2. Mécanismes de suivi et d’établissement de rapports

Les pratiques de suivi et d’établissement de rapports associées à la Direction de la Stratégie de transformation de l’approvisionnement auprès des entreprises autochtones (DSTAEA) garantissent une collecte de données exactes et fiables en temps opportun au sujet des marchés attribués aux entreprises autochtones, ce qui permet de respecter la cible minimale obligatoire de 5 %, tout en maintenant des contrôles rigoureux à l’égard de la tenue des dossiers. Bien que la DSTAEA ait la responsabilité de produire des rapports exacts sur les données reçues des autres ministères, elle n’est pas responsable des lacunes ou des erreurs provenant des données sources fournies par ces ministères.

  • 2.1 Les données recueillies sur les marchés attribués aux entreprises autochtones sont complètes, exactes et exemptes d’erreurs dans la mesure où la DSTAEA peut les contrôler, ce qui garantit la fiabilité des rapports communiqués aux intervenants, tandis que des pratiques de suivi sont en place pour cerner et rectifier toute divergence éventuelle dans les données.
  • 2.2 Les rapports sur les marchés attribués aux entreprises autochtones sont produits dans les délais impartis, ce qui permet aux intervenants de disposer de renseignements à jour pour prendre des décisions en connaissance de cause, grâce à un suivi régulier des échéances pour la production des rapports.
  • 2.3 Les contrôles relatifs à la tenue des dossiers sont robustes, ce qui permet de gérer efficacement tous les dossiers afin de garantir un suivi précis et la possibilité de retrouver les données, et des mécanismes de suivi sont en place pour évaluer l’efficacité de ces contrôles.

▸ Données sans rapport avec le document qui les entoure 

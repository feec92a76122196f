use crate::Error;

pub async fn into_request_failed_error(resp: reqwest::Response) -> Error {
    let status = resp.status();
    let body = resp.text().await;
    match body {
        Ok(message) => Error::RequestAPIFailed {
            status: status.to_string(),
            message,
        },
        Err(e) => Error::Reqwest(e),
    }
}

/// 状态码不是2xx时返回[Error::RequestAPIFailed]，否则读取完整的body
pub async fn read_text_response(resp: reqwest::Response) -> Result<String, Error> {
    if !resp.status().is_success() {
        return Err(into_request_failed_error(resp).await);
    }

    let text = resp.text().await?;
    Ok(text)
}
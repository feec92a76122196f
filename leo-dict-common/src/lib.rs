mod error;
pub use error::Error;

pub mod helper;
pub mod http_client;
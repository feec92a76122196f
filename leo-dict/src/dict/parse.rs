use super::Error;
use super::types_rs::{Entry, Search, Side, TranslatedEntry};
use quick_xml::Reader;
use quick_xml::events::Event;

/// 哪一侧是用户输入的源语言
#[derive(Debug, Clone, Copy, PartialEq, Eq)]
pub enum SourceSide {
    Left,
    Right,
}

impl SourceSide {
    /// 左侧命中数严格大于右侧时左侧为源语言，否则（包括相等）右侧为源语言
    pub fn from_hit_counts(left: u64, right: u64) -> Self {
        if left > right {
            SourceSide::Left
        } else {
            SourceSide::Right
        }
    }

    /// 源语言一侧作为`description`，另一侧作为`caption`
    fn resolve(self, left: SideText, right: SideText) -> TranslatedEntry {
        let (source, target) = match self {
            SourceSide::Left => (left, right),
            SourceSide::Right => (right, left),
        };
        TranslatedEntry {
            caption: target.text,
            description: source.text,
            language: target.lang,
        }
    }
}

struct SideText {
    text: String,
    lang: String,
}

impl SideText {
    fn from_side(index: usize, side: Side) -> Result<Self, Error> {
        let text = side
            .words
            .word
            .into_iter()
            .next()
            .map(|w| w.text)
            .filter(|t| !t.is_empty())
            .ok_or_else(|| Error::InvalidEntry {
                index,
                reason: format!("side `{}` has no word text", side.lang),
            })?;
        Ok(Self {
            text,
            lang: side.lang,
        })
    }
}

fn resolve_entry(index: usize, entry: Entry, source: SourceSide) -> Result<TranslatedEntry, Error> {
    let side_count = entry.side.len();
    let mut sides = entry.side.into_iter();
    let (Some(left), Some(right)) = (sides.next(), sides.next()) else {
        return Err(Error::InvalidEntry {
            index,
            reason: format!("expected two sides, found {side_count}"),
        });
    };

    let left = SideText::from_side(index, left)?;
    let right = SideText::from_side(index, right)?;
    Ok(source.resolve(left, right))
}

enum Element {
    Search,
    Entry,
}

/// 按文档顺序扫描整个xml，取出根节点下的`search`和任意层级的`entry`
///
/// 每个元素截取原文片段后单独反序列化，不关心外层的容器
fn scan(xml: &str) -> Result<(Search, Vec<Entry>), Error> {
    let mut reader = Reader::from_str(xml);
    // 当前所在的层级，根节点的子元素为1
    let mut depth = 0usize;
    let mut search: Option<Search> = None;
    let mut entries = Vec::new();

    loop {
        let start = reader.buffer_position() as usize;
        let (e, empty) = match reader.read_event()? {
            Event::Start(e) => (e, false),
            Event::Empty(e) => (e, true),
            Event::End(_) => {
                depth = depth.saturating_sub(1);
                continue;
            }
            Event::Eof => break,
            _ => continue,
        };

        let element = match e.name().as_ref() {
            b"entry" => Element::Entry,
            b"search" if depth == 1 && search.is_none() => Element::Search,
            _ => {
                if !empty {
                    depth += 1;
                }
                continue;
            }
        };

        if !empty {
            reader.read_to_end(e.name())?;
        }
        let fragment = &xml[start..reader.buffer_position() as usize];
        match element {
            Element::Search => search = Some(quick_xml::de::from_str::<Search>(fragment)?),
            Element::Entry => entries.push(quick_xml::de::from_str::<Entry>(fragment)?),
        }
    }

    let search = search.ok_or(Error::MissingSearch)?;
    Ok((search, entries))
}

/// 解析`query.xml`的返回内容
///
/// 任何一个entry解析失败都会返回错误，不返回部分结果
pub fn parse_translation(xml: &str) -> Result<Vec<TranslatedEntry>, Error> {
    let (search, entries) = scan(xml)?;
    let source =
        SourceSide::from_hit_counts(search.hit_word_cnt_left, search.hit_word_cnt_right);

    entries
        .into_iter()
        .enumerate()
        .map(|(i, entry)| resolve_entry(i, entry, source))
        .collect()
}
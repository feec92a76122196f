//! 词典查询
//!
//! 一个[`Client`]可以在多个任务之间共享，修改代理时整体替换内部的http client，
//! 正在进行的请求继续使用旧的client

use bon::bon;
use leo_dict_common::http_client::{HttpClient, ProxyConfig, build_client};
use std::sync::{PoisonError, RwLock};
use tracing::info;

mod error;
pub use error::Error;

mod parse;
pub use parse::{SourceSide, parse_translation};

#[cfg(feature = "suggest")]
mod suggest;
#[cfg(feature = "suggest")]
pub use suggest::parse_suggestions;

mod trans;
mod types_rs;
pub use types_rs::*;

pub(crate) mod utils;

pub const DEFAULT_HOST: &str = "http://dict.leo.org";

pub struct Client {
    http_client: RwLock<HttpClient>,
    host: String,
}

#[bon]
impl Client {
    #[builder(on(String, into))]
    pub fn new(
        /// 默认为`http://dict.leo.org`，末尾的`/`会被去掉
        #[builder(default = DEFAULT_HOST.to_owned())]
        host: String,
        /// 不设置或`enabled == false`时直连
        proxy: Option<ProxyConfig>,
    ) -> Self {
        Self {
            http_client: RwLock::new(build_client(proxy.as_ref())),
            host: host.trim_end_matches('/').to_owned(),
        }
    }

    /// 重新构建http client并替换当前的client，`None`表示直连
    pub fn configure_proxy(&self, proxy: Option<&ProxyConfig>) {
        let http_client = build_client(proxy);
        info!(proxied = http_client.is_proxied(), "proxy configuration changed");
        *self
            .http_client
            .write()
            .unwrap_or_else(PoisonError::into_inner) = http_client;
    }

    pub fn host(&self) -> &str {
        &self.host
    }

    pub fn is_proxied(&self) -> bool {
        self.http_client().is_proxied()
    }

    // 只在读锁内clone，不跨await持有锁
    pub(crate) fn http_client(&self) -> HttpClient {
        self.http_client
            .read()
            .unwrap_or_else(PoisonError::into_inner)
            .clone()
    }
}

3. Concordance des avantages du programme et des retombées pour la population ciblée

Le programme, tel qu’il est mis en œuvre, cadre avec ses objectifs et la population ciblée, permet de mesurer les retombées pour les entreprises autochtones et intègre les commentaires reçus pour veiller à ce que les objectifs du programme soient atteints.

  • 3.1 Les stratégies et activités de mise en œuvre du programme sont documentées, mesurables et directement alignées sur ses objectifs particuliers de soutien aux entreprises autochtones.
  • 3.2 Les commentaires de la population ciblée sont recueillis, analysés et utilisés pour ajuster le programme et s’assurer que les avantages du programme répondent aux besoins des populations autochtones et que celles-ci puissent en profiter.